If you are in danger of missing a payment, contact your creditors as soon as you realize you have a problem. They may be able to help you work out a payment plan, lower your rate, or lower your monthly payment. Loan defaults and foreclosures are a costly and growing problem for banks. In the past year, they have become more helpful and open to working out payment plans to keep you paying something toward your debt.

If the first person you speak with can't help lower your rate or make adjustments to your account, ask to speak with a supervisor or someone who can. Persistence may be necessary to find the person who can or will help you. Explain that you are in debt, the steps you are taking to repay it, and what you can pay today. Document all conversations, including whom you spoke with, and the date, time, and the results.

5. If you have multiple credit cards with outstanding balances, focus on paying off the card with the highest interest rate first. Continue to pay the minimum on your other cards until the card with the highest rate is paid off, then focus your effort on the card next in line. Don't close all cards that you pay off. Keep your oldest cards open and occasionally use them to buy a magazine--just pay it off each month. This will help improve your credit score.

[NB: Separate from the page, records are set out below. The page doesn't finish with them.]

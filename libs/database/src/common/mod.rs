//! Error and retry helpers shared by the connectors

pub mod error;
pub mod retry;

pub use error::{DatabaseError, DatabaseResult};
pub use retry::{RetryConfig, retry_with_backoff};
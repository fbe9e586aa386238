use axum_helpers::server::{create_production_app, health_router};
use core_config::tracing::{init_tracing, install_color_eyre};
use std::time::Duration;
use tracing::info;

mod api;
mod config;
mod openapi;
mod state;

use config::Config;
use state::AppState;

#[tokio::main]
async fn main() -> eyre::Result<()> {
    install_color_eyre();

    let config = Config::from_env()?;
    init_tracing(&config.environment);

    info!(
        name = config.app.name,
        version = config.app.version,
        languages = %config.api.languages.joined(),
        base_url = %config.api.base_url,
        "Starting Linked Events API"
    );

    let db = database::postgres::connect_from_config_with_retry(config.database.clone(), None)
        .await
        .map_err(|e| eyre::eyre!("Failed to connect to PostgreSQL: {}", e))?;

    let state = AppState { config, db };
    let service = state.linked_events_service().await?;

    let api_routes = api::routes(service, &state.config.jwt);
    let router = axum_helpers::create_router::<openapi::ApiDoc>("/v1", api_routes).await?;

    // /health is liveness only; /ready pings the database
    let app = router
        .merge(health_router(state.config.app.clone()))
        .merge(api::ready_router(state.clone()));

    let server = state.config.server.clone();
    create_production_app(app, &server, Duration::from_secs(30), async move {
        info!("Shutting down: closing database connections");
        match state.db.close().await {
            Ok(_) => info!("PostgreSQL connection closed successfully"),
            Err(e) => tracing::error!("Error closing PostgreSQL: {}", e),
        }
    })
    .await
    .map_err(|e| eyre::eyre!("Server error: {}", e))?;

    info!("Linked Events API shutdown complete");
    Ok(())
}
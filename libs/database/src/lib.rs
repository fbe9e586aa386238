//! PostgreSQL connectivity for the Linked Events services.
//!
//! ```ignore
//! use core_config::FromEnv;
//! use database::postgres::{PostgresConfig, connect_from_config_with_retry};
//!
//! let config = PostgresConfig::from_env()?;
//! let db = connect_from_config_with_retry(config, None).await?;
//! ```

pub mod common;
pub mod postgres;

pub use common::{DatabaseError, DatabaseResult};
use axum::http::{HeaderValue, Method, header};
use std::io;
use std::time::Duration;
use tower_http::cors::{AllowOrigin, CorsLayer};
use tracing::info;

/// Parse a comma separated origin list into a CORS layer.
///
/// Read-only clients and authenticated writers share the same policy:
/// GET/POST/PUT/OPTIONS with `Authorization` and `Content-Type`.
pub fn cors_layer(origins: &str) -> io::Result<CorsLayer> {
    let allowed: Vec<HeaderValue> = origins
        .split(',')
        .map(str::trim)
        .filter(|s| !s.is_empty())
        .map(str::parse::<HeaderValue>)
        .collect::<Result<_, _>>()
        .map_err(|e| {
            io::Error::new(
                io::ErrorKind::InvalidInput,
                format!("Invalid CORS_ALLOWED_ORIGIN value: {e}"),
            )
        })?;

    if allowed.is_empty() {
        return Err(io::Error::new(
            io::ErrorKind::InvalidInput,
            "CORS_ALLOWED_ORIGIN cannot be empty",
        ));
    }

    Ok(CorsLayer::new()
        .allow_origin(AllowOrigin::list(allowed))
        .allow_methods([Method::GET, Method::POST, Method::PUT, Method::OPTIONS])
        .allow_headers([header::CONTENT_TYPE, header::AUTHORIZATION, header::ACCEPT])
        .expose_headers([header::LOCATION])
        .max_age(Duration::from_secs(3600)))
}

/// [`cors_layer`] over the required `CORS_ALLOWED_ORIGIN` variable.
pub fn cors_layer_from_env() -> io::Result<CorsLayer> {
    let origins = std::env::var("CORS_ALLOWED_ORIGIN").map_err(|_| {
        io::Error::new(
            io::ErrorKind::InvalidInput,
            "CORS_ALLOWED_ORIGIN environment variable is required. Example: CORS_ALLOWED_ORIGIN=http://localhost:3000",
        )
    })?;
    let layer = cors_layer(&origins)?;
    info!(%origins, "CORS configured");
    Ok(layer)
}
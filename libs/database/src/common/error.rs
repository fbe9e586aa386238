/// Errors raised while connecting to or probing the database.
#[derive(Debug, thiserror::Error)]
pub enum DatabaseError {
    #[error("PostgreSQL error: {0}")]
    Postgres(#[from] sea_orm::DbErr),

    #[error("Health check failed: {0}")]
    HealthCheckFailed(String),
}

pub type DatabaseResult<T> = Result<T, DatabaseError>;
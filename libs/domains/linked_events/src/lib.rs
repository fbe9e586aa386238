//! Linked Events Domain
//!
//! JSON-LD REST API over a directory of events, places, keywords and
//! languages.
//!
//! # Architecture
//!
//! ```text
//! ┌─────────────┐
//! │  Handlers   │  ← HTTP endpoints under /event/, /place/, /keyword/, ...
//! └──────┬──────┘
//!        │
//! ┌──────▼──────┐
//! │   Service   │  ← Query parsing, authorization, JSON-LD rendering
//! └──┬───────┬──┘
//!    │       │
//! ┌──▼───┐ ┌─▼──────┐
//! │Store │ │ Search │  ← Storage and search backends (trait + implementations)
//! └──┬───┘ └────────┘
//!    │
//! ┌──▼──────────┐
//! │   Models    │  ← Records, translated columns, pagination
//! └─────────────┘
//! ```
//!
//! # Usage
//!
//! ```rust,no_run
//! use std::sync::Arc;
//! use domain_linked_events::{
//!     handlers, InMemoryEventStore, InMemorySearchIndex, LanguageSet, LinkedEventsService,
//!     SerializerRegistry, ServiceSettings,
//! };
//!
//! # fn build() -> Result<(), domain_linked_events::LinkedEventsError> {
//! let settings = ServiceSettings {
//!     languages: LanguageSet::default(),
//!     time_zone: chrono_tz::Europe::Helsinki,
//!     base_url: "http://localhost:8080/v1".into(),
//!     camelcase: false,
//! };
//! let service = LinkedEventsService::new(
//!     Arc::new(InMemoryEventStore::new()),
//!     Arc::new(InMemorySearchIndex::new(settings.languages.clone())),
//!     SerializerRegistry::standard(),
//!     settings,
//! )?;
//!
//! let router = handlers::router(service);
//! # Ok(())
//! # }
//! ```

pub mod auth;
pub mod entity;
pub mod error;
pub mod filter;
pub mod handlers;
pub mod ids;
pub mod jsonld;
pub mod models;
pub mod postgres;
pub mod repository;
pub mod search;
pub mod serializer;
pub mod service;
pub mod translation;

// Re-export commonly used types
pub use error::{LinkedEventsError, LinkedEventsResult};
pub use filter::EventFilter;
pub use handlers::ApiDoc;
pub use models::{
    Event, EventFields, EventLink, EventStatus, EventTime, Keyword, Language, NewEvent, Offer,
    Organization, Page, PageMeta, Pagination, Place, Position, TextColumns,
};
pub use postgres::PgEventStore;
pub use repository::{EventStore, InMemoryEventStore, KeywordQuery, PlaceQuery};
pub use search::{
    ElasticsearchIndex, InMemorySearchIndex, SearchEntity, SearchIndex, SerializerRegistry,
};
pub use service::{Created, LinkedEventsService, ServiceSettings};
pub use translation::LanguageSet;
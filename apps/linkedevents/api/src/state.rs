//! Shared application state and service wiring.

use std::sync::Arc;

use domain_linked_events::{
    ElasticsearchIndex, InMemorySearchIndex, LinkedEventsService, PgEventStore, SearchIndex,
    SerializerRegistry,
};
use tracing::info;

use crate::config::Config;

/// State for the readiness check and shutdown cleanup.
#[derive(Clone)]
pub struct AppState {
    /// Application configuration loaded from environment variables
    pub config: Config,
    /// PostgreSQL connection pool, shared with the event store
    pub db: database::postgres::DatabaseConnection,
}

impl AppState {
    /// Build the events service on top of the PostgreSQL store.
    ///
    /// Without `ELASTICSEARCH_URL` the in-memory index is filled from the
    /// store once at startup.
    pub async fn linked_events_service(&self) -> eyre::Result<LinkedEventsService<PgEventStore>> {
        let store = Arc::new(PgEventStore::new(self.db.clone()));

        let search: Arc<dyn SearchIndex> = match &self.config.search.elasticsearch_url {
            Some(url) => {
                info!(url = %url, prefix = %self.config.search.index_prefix, "Using Elasticsearch index");
                Arc::new(ElasticsearchIndex::new(
                    url.clone(),
                    self.config.search.index_prefix.clone(),
                    store.clone(),
                ))
            }
            None => {
                let index = InMemorySearchIndex::new(self.config.api.languages.clone());
                index.load_from(store.as_ref()).await?;
                Arc::new(index)
            }
        };

        let service = LinkedEventsService::new(
            store,
            search,
            SerializerRegistry::standard(),
            self.config.api.service_settings(),
        )?;
        Ok(service)
    }
}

6. Pay more than your minimum payment. Your minimum payment is usually only 2-3% of your balance. At this rate, it will take you many years to pay off your debt. Pick your card to pay off and try to double the minimum payment.

Here is an example of the benefits of paying more than your minimum balance: assume you have a credit card balance of $8,000 and your interest rate is 12%. If you pay just the minimum payment of 2% each month, it will take 346 months to pay off the balance and will cost $7,696 in interest. If you pay 5% of your balance each month, it will take 113 months to pay and cost $1,974 in interest.

7. Check into transferring your balance to a lower rate card. If your rate is above 10%, it could pay off to transfer the balance for that card to one that offers 0% for 12 months for balance transfers. If you get 0% for 12 months, this is a great opportunity to pay down your balance. To take full advantage of this 0% interest, pay as much as you can above the monthly minimum. Be aware that credit limits are shrinking and you may receive a smaller credit limit for your balance transfer. Only use this card for paying down your balance, not additional purchases.

The terms of balance transfers aren't as generous as they used to be. Some cards now base the length of the intro period on your credit score. Most cards charge a balance transfer fee of 3% with no maximum. The amount you save on interest payments needs to more than offset the fee.

8. If you have a credit card balance, stop using it for anything other than necessities. Use cash instead. Credit cards are convenient, but if you carry a balance, you are still paying interest for dinners, clothes, entertainment
and things that are long gone. If your APR is 15%, ask yourself if the purchase is worth paying an additional 15% in interest per year. If you use cash, you will not only save money on interest, but also reduce the amount you spend. According to a Dun & Bradstreet report, shoppers spend 12% to 18% less when using cash.

9. Pay your bills on time, every time. Credit card issuers are looking for reasons to raise your rate, and one late payment will probably translate into a rate increase, not only with the credit card, but other creditors as well.

10. If you are surprised by your current rates, check your credit report. It may contain an error that is creating a higher credit score and higher interest rates for you. If you find an error on your credit report, contact the credit bureau to report it. They must respond to your claim in thirty days or remove the information that is incorrect or can't be verified. You can make your dispute by mail, telephone, or online. If the corrected error results in a higher credit score, contact your creditors to make sure they know about your improved score, and ask for a lower interest rate.

11. The good news. If you build a history of paying your bills on time every time, and start paying down your debt, not only will your debt decrease, but your credit score will increase. As your credit score increases, contact your issuers to ask for lower rates.